Head Start has been a waste of resources, yielding no positive measurable results. Low-skilled women have been employed at great expense. Some (likely overpaid) administrators also have phoney bologna jobs. Children show no educational gains. This is well documented even by left leaning academics.

The one positive for Leftists has been to secure more union members in the teacher/administrator ranks.

Illuninati said...

Birkel said:
"Head Start has been a waste of resources, yielding no positive measurable results."

In light of the failure of head start, I'm not sure why conservatives blame teachers who get the same students the next year and fail to transform them into little Einsteins. If charter schools can make a difference, then by all means lets push them. I'm still waiting for definitive evidence one way or another.

Sigivald said...

Leave the politics, indoctrination, ideology, and political discipline out of the classroom

But then we wouldn't have so many people wanting to be teachers!

Actually, that makes it an even better idea, as there are too many already.

Michael K said...

"Our schools are going to be looking like school system in Louisiana.Keep those taxpayer funds coming, suckers."

Well, if Holder doesn't manage to shut it down, it will far surpass what those poor black kids have now.

It is always amusing to see lefties accuse Republicans of wanting vouchers for poor black kids when the people who voted vouchers down in California were suburban parents. They didn't want to take a chance of poor black kids in their own schools.

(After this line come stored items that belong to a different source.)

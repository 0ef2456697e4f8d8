/// Configuration system for telemetry-hub.
///
/// Provides a layered configuration hierarchy:
///
/// 1. **Built-in defaults** — [`schema::HubConfig::default()`]
/// 2. **User global config** — `~/.telemetry-hub/config.toml`
/// 3. **Project local config** — `.telemetry-hub.toml` in the current directory
/// 4. **Environment variables** — `TELEMETRY_HUB_*` overrides (highest precedence)
///
/// Later layers override earlier ones key by key: a file that only sets
/// `correlation.window_ms` leaves every other value from the previous layer
/// intact.
///
/// # Usage
///
/// ```rust,ignore
/// use telemetry_hub::config;
///
/// let cfg = config::load().logged();
/// let window = cfg.correlation.window_ms;
/// ```
pub mod schema;

use std::fs;
use std::path::{Path, PathBuf};

use anyhow::{Context, Result};
use tracing::warn;

pub use schema::HubConfig;

// ---------------------------------------------------------------------------
// Config loading
// ---------------------------------------------------------------------------

/// A resolved configuration and the problems met while resolving it.
///
/// Loading runs before tracing is initialized, so warnings are collected
/// here and logged by the caller once a subscriber exists.
#[derive(Debug, Clone)]
pub struct Loaded {
    pub config: HubConfig,
    pub warnings: Vec<String>,
}

impl Loaded {
    pub fn log_warnings(&self) {
        for warning in &self.warnings {
            warn!("{warning}");
        }
    }

    /// Log the warnings and keep the config.
    pub fn logged(self) -> HubConfig {
        self.log_warnings();
        self.config
    }
}

/// Load the fully resolved configuration.
///
/// Merges defaults → global TOML → project TOML → env vars. Malformed files
/// and unusable values are reported in [`Loaded::warnings`] and skipped so a
/// bad edit never stops the dashboard.
pub fn load() -> Loaded {
    load_from(global_config_path(), project_config_path())
}

/// Load with explicit file locations (either may be `None`).
pub fn load_from(global: Option<PathBuf>, project: Option<PathBuf>) -> Loaded {
    resolve([global, project], |key| std::env::var(key).ok())
}

fn resolve(files: [Option<PathBuf>; 2], var: impl Fn(&str) -> Option<String>) -> Loaded {
    let mut warnings = Vec::new();
    let mut config = merge_files(files, &mut warnings);
    apply_env_overrides(&mut config, var);
    warnings.extend(config.sanitize());
    Loaded { config, warnings }
}

fn merge_files(files: [Option<PathBuf>; 2], warnings: &mut Vec<String>) -> HubConfig {
    let mut merged = match toml::Value::try_from(HubConfig::default()) {
        Ok(value) => value,
        Err(_) => return HubConfig::default(),
    };

    for path in files.into_iter().flatten() {
        if let Some(layer) = read_toml_layer(&path, warnings) {
            merge_values(&mut merged, layer);
        }
    }

    merged.try_into().unwrap_or_else(|e| {
        warnings.push(format!("merged config is invalid, using defaults: {e}"));
        HubConfig::default()
    })
}

/// Read a TOML file as a raw value tree. Missing files yield `None` silently.
fn read_toml_layer(path: &Path, warnings: &mut Vec<String>) -> Option<toml::Value> {
    let content = fs::read_to_string(path).ok()?;
    match toml::from_str::<toml::Value>(&content) {
        Ok(value) => Some(value),
        Err(e) => {
            warnings.push(format!(
                "ignoring malformed config file {}: {e}",
                path.display()
            ));
            None
        }
    }
}

/// Recursively overlay `overlay` onto `base`. Tables merge key by key;
/// any other value replaces the base value.
fn merge_values(base: &mut toml::Value, overlay: toml::Value) {
    match (base, overlay) {
        (toml::Value::Table(base_table), toml::Value::Table(overlay_table)) => {
            for (key, value) in overlay_table {
                match base_table.get_mut(&key) {
                    Some(existing) => merge_values(existing, value),
                    None => {
                        base_table.insert(key, value);
                    }
                }
            }
        }
        (base, overlay) => *base = overlay,
    }
}

// ---------------------------------------------------------------------------
// File paths
// ---------------------------------------------------------------------------

/// Path to the user global config: `~/.telemetry-hub/config.toml`.
fn global_config_path() -> Option<PathBuf> {
    dirs::home_dir().map(|home| home.join(".telemetry-hub").join("config.toml"))
}

/// Path to the project local config: `.telemetry-hub.toml` in the current directory.
fn project_config_path() -> Option<PathBuf> {
    std::env::current_dir()
        .ok()
        .map(|cwd| cwd.join(".telemetry-hub.toml"))
}

/// Return the path to the global config file for display/init purposes.
pub fn global_config_file() -> Option<PathBuf> {
    global_config_path()
}

/// Return the path to the project config file for display purposes.
pub fn project_config_file() -> Option<PathBuf> {
    project_config_path()
}

// ---------------------------------------------------------------------------
// Environment variable overrides
// ---------------------------------------------------------------------------

/// Apply environment variable overrides (highest precedence layer).
///
/// Supported variables:
/// - `TELEMETRY_HUB_DATA_DIR` — store data directory
/// - `TELEMETRY_HUB_READ_LIMIT` — records read per table
/// - `TELEMETRY_HUB_WINDOW_MS` — correlation window
/// - `TELEMETRY_HUB_DEDUPE` — upsert correlations (`1`/`true`/`yes`/`on`)
/// - `TELEMETRY_HUB_ADDR` — dashboard listen address
/// - `TELEMETRY_HUB_LOG_LEVEL` — tracing filter directive
/// - `TELEMETRY_HUB_LOG_FORMAT` — `pretty` or `json`
fn apply_env_overrides(config: &mut HubConfig, var: impl Fn(&str) -> Option<String>) {
    if let Some(val) = var("TELEMETRY_HUB_DATA_DIR")
        && !val.is_empty()
    {
        config.store.data_dir = Some(val);
    }
    if let Some(val) = var("TELEMETRY_HUB_READ_LIMIT")
        && let Ok(n) = val.parse::<usize>()
    {
        config.store.read_limit = n;
    }
    if let Some(val) = var("TELEMETRY_HUB_WINDOW_MS")
        && let Ok(ms) = val.parse::<i64>()
    {
        config.correlation.window_ms = ms;
    }
    if let Some(val) = var("TELEMETRY_HUB_DEDUPE") {
        config.correlation.dedupe = is_truthy(&val);
    }
    if let Some(val) = var("TELEMETRY_HUB_ADDR")
        && !val.is_empty()
    {
        config.web.addr = val;
    }
    if let Some(val) = var("TELEMETRY_HUB_LOG_LEVEL")
        && !val.is_empty()
    {
        config.logging.level = val;
    }
    if let Some(val) = var("TELEMETRY_HUB_LOG_FORMAT")
        && let Some(format) = parse_log_format(&val)
    {
        config.logging.format = format;
    }
}

/// Check if a string value represents a truthy boolean.
fn is_truthy(val: &str) -> bool {
    matches!(
        val.to_ascii_lowercase().as_str(),
        "1" | "true" | "yes" | "on"
    )
}

fn parse_log_format(val: &str) -> Option<schema::LogFormat> {
    match val.to_ascii_lowercase().as_str() {
        "pretty" | "text" => Some(schema::LogFormat::Pretty),
        "json" => Some(schema::LogFormat::Json),
        _ => None,
    }
}

// ---------------------------------------------------------------------------
// Config init / set / reset
// ---------------------------------------------------------------------------

/// Write the default annotated config to `~/.telemetry-hub/config.toml`.
///
/// Returns an error if the file already exists (use `force = true` to overwrite).
pub fn init_config(force: bool) -> Result<PathBuf> {
    let path = global_config_path().context("could not determine home directory")?;

    if path.exists() && !force {
        anyhow::bail!(
            "config file already exists at {}. Use --force to overwrite.",
            path.display()
        );
    }

    if let Some(parent) = path.parent() {
        fs::create_dir_all(parent).context("failed to create ~/.telemetry-hub/ directory")?;
    }

    fs::write(&path, HubConfig::default_toml()).context("failed to write config file")?;

    Ok(path)
}

/// Set a single config key in the global config file.
///
/// Supports dotted keys like `correlation.window_ms`. When the file does not
/// exist yet it is created from the defaults first.
pub fn set_config_value(key: &str, value: &str) -> Result<()> {
    let path = global_config_path().context("could not determine home directory")?;
    set_config_value_at(&path, key, value)
}

/// Set a dotted key in the config file at `path`.
pub fn set_config_value_at(path: &Path, key: &str, value: &str) -> Result<()> {
    let mut root: toml::Value = if path.exists() {
        let content = fs::read_to_string(path).context("failed to read config file")?;
        toml::from_str(&content).context("failed to parse config as TOML value")?
    } else {
        toml::Value::try_from(HubConfig::default()).context("failed to serialize default config")?
    };

    set_toml_value(&mut root, key, value)?;

    // Reject edits that would make the file unloadable.
    let mut candidate: HubConfig = root
        .clone()
        .try_into()
        .with_context(|| format!("invalid value for '{key}': {value}"))?;
    if let Some(problem) = candidate.sanitize().into_iter().next() {
        anyhow::bail!("invalid value for '{key}': {problem}");
    }

    let output = toml::to_string_pretty(&root).context("failed to serialize updated config")?;
    if let Some(parent) = path.parent() {
        fs::create_dir_all(parent).context("failed to create config directory")?;
    }
    fs::write(path, output).context("failed to write config file")?;

    Ok(())
}

/// Set a value in a TOML value tree using a dotted key path.
///
/// The value's type comes from the existing entry, or from the built-in
/// defaults when the file does not set the key yet. Sections missing from
/// the file are created if they exist in the defaults. Keys with no typed
/// default (such as an unset `store.data_dir`) are stored as strings.
fn set_toml_value(root: &mut toml::Value, key: &str, raw_value: &str) -> Result<()> {
    let parts: Vec<&str> = key.split('.').collect();
    if parts.len() < 2 || parts.iter().any(|p| p.is_empty()) {
        anyhow::bail!("config key must look like 'section.key', got '{key}'");
    }
    let (leaf, sections) = parts.split_last().context("empty config key")?;

    let defaults =
        toml::Value::try_from(HubConfig::default()).context("failed to serialize default config")?;
    let mut default_node = Some(&defaults);
    for &part in sections {
        default_node = default_node.and_then(|node| node.get(part));
    }
    let default_leaf = default_node.and_then(|node| node.get(*leaf)).cloned();

    let mut current = root;
    for &part in sections {
        let table = current
            .as_table_mut()
            .with_context(|| format!("expected table above '{part}' in '{key}'"))?;
        if !table.contains_key(part) {
            if default_node.is_none() {
                anyhow::bail!("config key not found: section '{part}' in '{key}'");
            }
            table.insert(part.to_string(), toml::Value::Table(toml::map::Map::new()));
        }
        current = table
            .get_mut(part)
            .with_context(|| format!("config key not found: section '{part}' in '{key}'"))?;
    }

    let table = current.as_table_mut().with_context(|| {
        format!(
            "expected table at '{}'",
            key.rsplit_once('.').map(|(s, _)| s).unwrap_or("")
        )
    })?;

    let new_value = match table.get(*leaf).or(default_leaf.as_ref()) {
        Some(toml::Value::Boolean(_)) => toml::Value::Boolean(is_truthy(raw_value)),
        Some(toml::Value::Integer(_)) => {
            let n: i64 = raw_value
                .parse()
                .with_context(|| format!("expected integer for '{key}', got '{raw_value}'"))?;
            toml::Value::Integer(n)
        }
        Some(toml::Value::Float(_)) => {
            let f: f64 = raw_value
                .parse()
                .with_context(|| format!("expected float for '{key}', got '{raw_value}'"))?;
            toml::Value::Float(f)
        }
        _ => toml::Value::String(raw_value.to_string()),
    };

    table.insert(leaf.to_string(), new_value);
    Ok(())
}

/// Reset the global config to defaults (overwrite the file).
pub fn reset_config() -> Result<PathBuf> {
    init_config(true)
}

/// Show the effective (fully resolved) config as TOML.
pub fn show_effective_config() -> Result<String> {
    let config = load().config;
    toml::to_string_pretty(&config).context("failed to serialize effective config")
}

// ---------------------------------------------------------------------------
// Tests
// ---------------------------------------------------------------------------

Union teachers send their kids to other schools. Why not require teachers to send their kids to their own schools?

PB said...

In the privatized world, there's nothing from stopping the union from starting and running a school. If they do it so much better, then parents would flock to send their kids to those schools. Right?

PB said...

Why can the teachers unions only exist in a world where students are essentially forced to go to the public school (except of course for the teachers and administrators who make more than the taxpayer and can afford to send their kids to private schools)?

damikesc said...

Garage, how many progressives send their kids to public schools? Check, union leaders don't send their kids to public schools.